Cavalo Marinho I: dono e empresa de lancha são condenados pela Justiça

    Marinheiro que comandava a o barco não foi responsabilizado pelo acidente

    Foto : Alberto Maraux/SSP-BA

    O engenheiro, o dono e a empresa responsável pela lancha Cavalo Marinho I, que naufragou na Baía de Todos-os-Santos em agosto de 2017, foram condenados nesta sexta-feira (21), em votação unânime, pelo Tribunal Marítimo da Marinha do Brasil, no Rio de Janeiro.
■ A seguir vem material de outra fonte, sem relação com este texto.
//! Axum extractors for authentication and role gating.

use std::marker::PhantomData;

use axum::{extract::FromRequestParts, http::request::Parts};

use super::cookie::{ACCESS_COOKIE_NAME, get_cookie};
use super::errors::{AuthError, AuthErrorKind};
use super::principal::Principal;
use super::state::HasAuthBackend;

/// A role constraint checked after the token validates.
pub trait RoleGate {
    fn allows(principal: &Principal) -> bool;
}

/// No role requirement; any authenticated user passes.
pub struct AnyUser;

impl RoleGate for AnyUser {
    fn allows(_principal: &Principal) -> bool {
        true
    }
}

/// Administrator-level access.
pub struct AdminOnly;

impl RoleGate for AdminOnly {
    fn allows(principal: &Principal) -> bool {
        principal.has_any_role(&["SUPER_ADMIN", "ADMIN"])
    }
}

/// Administrator or manager access (read-mostly admin surfaces).
pub struct StaffOnly;

impl RoleGate for StaffOnly {
    fn allows(principal: &Principal) -> bool {
        principal.has_any_role(&["SUPER_ADMIN", "ADMIN", "MANAGER"])
    }
}

/// Extractor that authenticates the request from the access token
/// cookie and applies a role gate.
///
/// - `Auth` - any authenticated user
/// - `Auth<AdminOnly>` - SUPER_ADMIN or ADMIN
/// - `Auth<StaffOnly>` - SUPER_ADMIN, ADMIN or MANAGER
///
/// Missing/invalid tokens are 401 with cleared cookies; a failed role
/// gate is 403 with cookies intact.
pub struct Auth<G = AnyUser> {
    pub principal: Principal,
    _gate: PhantomData<G>,
}

impl<S, G> FromRequestParts<S> for Auth<G>
where
    S: HasAuthBackend + Send + Sync,
    G: RoleGate + Send,
{
    type Rejection = AuthError;

    async fn from_request_parts(parts: &mut Parts, state: &S) -> Result<Self, Self::Rejection> {
        let secure = state.secure_cookies();

        let token = get_cookie(&parts.headers, ACCESS_COOKIE_NAME)
            .ok_or_else(|| AuthError::new(AuthErrorKind::NotAuthenticated, secure))?;

        let claims = state
            .jwt()
            .validate_access_token(token)
            .map_err(|_| AuthError::new(AuthErrorKind::InvalidToken, secure))?;

        // An unusable subject claim is unauthorized, never anonymous.
        let principal = Principal::from_claims(claims)
            .ok_or_else(|| AuthError::new(AuthErrorKind::InvalidToken, secure))?;

        if !G::allows(&principal) {
            return Err(AuthError::new(AuthErrorKind::InsufficientRole, secure));
        }

        Ok(Auth {
            principal,
            _gate: PhantomData,
        })
    }
}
    O acidente causou a morte de 20 pessoas, sendo 19 delas no dia do ocorrido e uma no ano seguinte, por sofrer de depressão e estresse pós-traumático.

    Em julgamento com um colegiado de sete pessoas, o juiz Nelson Cavalcante e Silva Filho, levou em consideração fatores como: se o comandante executou da maneira correta a manobra de direção, se os cálculos para construir a embarcação estavam certos, se houve falha em algum equipamento ou se a lancha estava desgastada.
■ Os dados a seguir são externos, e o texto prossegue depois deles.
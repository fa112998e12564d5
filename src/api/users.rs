//! User administration and self-service endpoints.
//!
//! Listing and lookup are open to staff roles; role assignment and
//! deactivation require an administrator. Self-service profile and
//! password changes only touch the caller's own account.

use axum::{
    Json, Router,
    extract::{Path, State},
    http::StatusCode,
    response::IntoResponse,
    routing::{delete, get, post, put},
};
use serde::{Deserialize, Serialize};
use std::sync::Arc;

use super::error::{ApiError, ResultExt};
use crate::auth::{AdminOnly, Auth, StaffOnly};
use crate::db::{Database, User};
use crate::impl_has_auth_backend;
use crate::jwt::JwtConfig;
use crate::password;
use crate::service::{AuthService, UserView};

#[derive(Clone)]
pub struct UsersState {
    pub db: Database,
    pub service: AuthService,
    pub jwt: Arc<JwtConfig>,
    pub secure_cookies: bool,
}

impl_has_auth_backend!(UsersState);

pub fn router(state: UsersState) -> Router {
    Router::new()
        .route("/", get(list_users))
        .route("/me", put(update_profile))
        .route("/me/password", post(change_password))
        .route("/{uuid}", get(get_user))
        .route("/{uuid}", delete(deactivate_user))
        .route("/{uuid}/verify-email", post(verify_email))
        .route("/{uuid}/roles", post(assign_role))
        .route("/{uuid}/roles/{code}", delete(remove_role))
        .with_state(state)
}

#[derive(Deserialize)]
struct ListQuery {
    #[serde(default = "default_page")]
    page: i64,
    #[serde(default = "default_page_size")]
    page_size: i64,
}

fn default_page() -> i64 {
    1
}

fn default_page_size() -> i64 {
    50
}

async fn fetch_user(state: &UsersState, uuid: &str) -> Result<User, ApiError> {
    state
        .db
        .users()
        .get_by_uuid(uuid)
        .await
        .db_err("Failed to get user")?
        .ok_or_else(|| ApiError::not_found("user not found"))
}

/// List users with their roles.
async fn list_users(
    State(state): State<UsersState>,
    _auth: Auth<StaffOnly>,
    axum::extract::Query(query): axum::extract::Query<ListQuery>,
) -> Result<impl IntoResponse, ApiError> {
    let users = state
        .db
        .users()
        .list(query.page, query.page_size.clamp(1, 200))
        .await
        .db_err("Failed to list users")?;

    let mut views: Vec<UserView> = Vec::with_capacity(users.len());
    for user in &users {
        views.push(state.service.user_view(user).await.map_err(ApiError::from)?);
    }
    Ok(Json(views))
}

/// Get one user by UUID.
async fn get_user(
    State(state): State<UsersState>,
    _auth: Auth<StaffOnly>,
    Path(uuid): Path<String>,
) -> Result<impl IntoResponse, ApiError> {
    let user = fetch_user(&state, &uuid).await?;
    let view = state.service.user_view(&user).await.map_err(ApiError::from)?;
    Ok(Json(view))
}

/// Deactivate an account (soft flag; the row is kept).
async fn deactivate_user(
    State(state): State<UsersState>,
    auth: Auth<AdminOnly>,
    Path(uuid): Path<String>,
) -> Result<impl IntoResponse, ApiError> {
    if auth.principal.user_id == uuid {
        return Err(ApiError::bad_request("Cannot deactivate your own account"));
    }

    let changed = state
        .db
        .users()
        .set_active(&uuid, false)
        .await
        .db_err("Failed to deactivate user")?;
    if !changed {
        return Err(ApiError::not_found("user not found"));
    }
    Ok(StatusCode::NO_CONTENT)
}

/// Mark a user's email as verified.
async fn verify_email(
    State(state): State<UsersState>,
    _auth: Auth<AdminOnly>,
    Path(uuid): Path<String>,
) -> Result<impl IntoResponse, ApiError> {
    let changed = state
        .db
        .users()
        .mark_verified(&uuid)
        .await
        .db_err("Failed to verify email")?;
    if !changed {
        return Err(ApiError::not_found("user not found"));
    }
    Ok(Json(serde_json::json!({ "success": true })))
}

#[derive(Deserialize)]
#[serde(rename_all = "camelCase")]
struct AssignRoleRequest {
    role_code: String,
}

#[derive(Serialize)]
struct AssignRoleResponse {
    assigned: bool,
}

/// Assign a role to a user. Unknown codes and duplicate pairs are a
/// quiet `assigned: false`, not an error.
async fn assign_role(
    State(state): State<UsersState>,
    auth: Auth<AdminOnly>,
    Path(uuid): Path<String>,
    Json(body): Json<AssignRoleRequest>,
) -> Result<impl IntoResponse, ApiError> {
    let user = fetch_user(&state, &uuid).await?;

    let assigned = state
        .db
        .roles()
        .assign(user.id, &body.role_code.to_uppercase(), &auth.principal.user_id)
        .await
        .db_err("Failed to assign role")?;
    Ok(Json(AssignRoleResponse { assigned }))
}

#[derive(Serialize)]
struct RemoveRoleResponse {
    removed: bool,
}

/// Remove a role from a user. A missing pair is `removed: false`.
async fn remove_role(
    State(state): State<UsersState>,
    _auth: Auth<AdminOnly>,
    Path((uuid, code)): Path<(String, String)>,
) -> Result<impl IntoResponse, ApiError> {
    let user = fetch_user(&state, &uuid).await?;

    let removed = state
        .db
        .roles()
        .remove(user.id, &code.to_uppercase())
        .await
        .db_err("Failed to remove role")?;
    Ok(Json(RemoveRoleResponse { removed }))
}

#[derive(Deserialize)]
#[serde(rename_all = "camelCase")]
struct UpdateProfileRequest {
    full_name: Option<String>,
    phone: Option<String>,
    settings: Option<serde_json::Value>,
}

/// Update the caller's own profile fields.
async fn update_profile(
    State(state): State<UsersState>,
    auth: Auth,
    Json(body): Json<UpdateProfileRequest>,
) -> Result<impl IntoResponse, ApiError> {
    let settings = body.settings.as_ref().map(|s| s.to_string());
    let changed = state
        .db
        .users()
        .update_profile(
            &auth.principal.user_id,
            body.full_name.as_deref(),
            body.phone.as_deref(),
            settings.as_deref(),
        )
        .await
        .db_err("Failed to update profile")?;
    if !changed {
        return Err(ApiError::not_found("user not found"));
    }

    let user = fetch_user(&state, &auth.principal.user_id).await?;
    let view = state.service.user_view(&user).await.map_err(ApiError::from)?;
    Ok(Json(view))
}

#[derive(Deserialize)]
#[serde(rename_all = "camelCase")]
struct ChangePasswordRequest {
    current_password: String,
    new_password: String,
}

/// Change the caller's password after verifying the current one.
async fn change_password(
    State(state): State<UsersState>,
    auth: Auth,
    Json(body): Json<ChangePasswordRequest>,
) -> Result<impl IntoResponse, ApiError> {
    let user = fetch_user(&state, &auth.principal.user_id).await?;

    let valid = password::verify_password(&body.current_password, &user.password_hash)
        .map_err(ApiError::from)?;
    if !valid {
        return Err(ApiError::bad_request("Current password is incorrect"));
    }

    let hash = password::hash_password(&body.new_password).map_err(ApiError::from)?;
    state
        .db
        .users()
        .set_password_hash(&user.uuid, &hash)
        .await
        .db_err("Failed to change password")?;

    Ok(Json(serde_json::json!({ "success": true })))
}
    Foram considerados culpados pela Corte Marítima: Lívio Garcia Galvão Júnior, dono da CL Empreendimentos Eireli, proprietária da Cavalo Marinho I, e sócio-administrador da empresa armadora da lancha, Henrique José Caribé Ribeiro, engenheiro e responsável técnico pelos planos da embarcação.

    No entendimento da Justiça, eles tinham conhecimento dos riscos que a lancha oferecia e os condenou com as penas máximas. Já o marinheiro que comandava a o barco, Osvaldo Coelho Barreto, não foi responsabilizado pelo acidente.